A filmmaker of all things intimate, Marie Dumora excels in the art of allowing sequences to play out. Brushstroke by brushstroke, the overall portrait comes together, revolving around the emotional bond between a son and his mother, synonymous with familial and sociological baggage ("we haven’t done much with our lives", Sabrina confesses to Nicolas). It’s a burden which the director subtly lightens by never judging her characters, but instead observing them attentively with tenderness and without manipulating emotions. It’s a humble approach which overflows with humanity, confirms her perfect mastery of the form (Dumora frames the scenes – very well - herself and knows how to adjust the music where required) and results in a moving film and a welcome, further episode in a fascinating documentary saga that’s hard-hitting yet gentle, much like the song the recomposed family listens to: "ne regrette rien car tu le sais bien que dans une vie, il y a des soucis.

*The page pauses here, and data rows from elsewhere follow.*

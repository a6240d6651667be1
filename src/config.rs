//! Sidecar configuration: an optional TOML file overridden by CLI flags.

use anyhow::Context;
use serde::{Deserialize, Serialize};
use std::path::{Path, PathBuf};
use std::time::Duration;

#[derive(Debug, Clone, Serialize, Deserialize)]
pub struct Config {
    /// Workspace opened at startup. Without one the host must call
    /// `workspace.select` first.
    #[serde(default)]
    pub workspace: Option<PathBuf>,

    /// `tracing` filter used when `RUST_LOG` is unset.
    #[serde(default = "default_log_filter")]
    pub log_filter: String,

    /// How long a write waits on a locked database before failing.
    #[serde(default = "default_busy_timeout_ms")]
    pub busy_timeout_ms: u64,
}

fn default_log_filter() -> String {
    "coursed=info".to_string()
}

fn default_busy_timeout_ms() -> u64 {
    5_000
}

impl Default for Config {
    fn default() -> Self {
        Self {
            workspace: None,
            log_filter: default_log_filter(),
            busy_timeout_ms: default_busy_timeout_ms(),
        }
    }
}

impl Config {
    pub fn load<P: AsRef<Path>>(path: P) -> anyhow::Result<Self> {
        let path = path.as_ref();
        let content = std::fs::read_to_string(path)
            .with_context(|| format!("failed to read config {}", path.display()))?;
        toml::from_str(&content)
            .with_context(|| format!("invalid config {}", path.display()))
    }

    pub fn busy_timeout(&self) -> Duration {
        Duration::from_millis(self.busy_timeout_ms)
    }
}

J’ai l’espoir qu’un jour, la roue tournera" (litt. "don’t regret anything because you know that every life has its problems. I live in hope that things will turn around").

Produced by Les Films du Bélier and co-produced by Swiss firm Akka Films and French groups Studio Orlando, Digital District, Quark Productions and Gloria Films, Far From You I Grew will be released in France by Epicentre Films and is sold worldwide by English outfit Taskovski Films.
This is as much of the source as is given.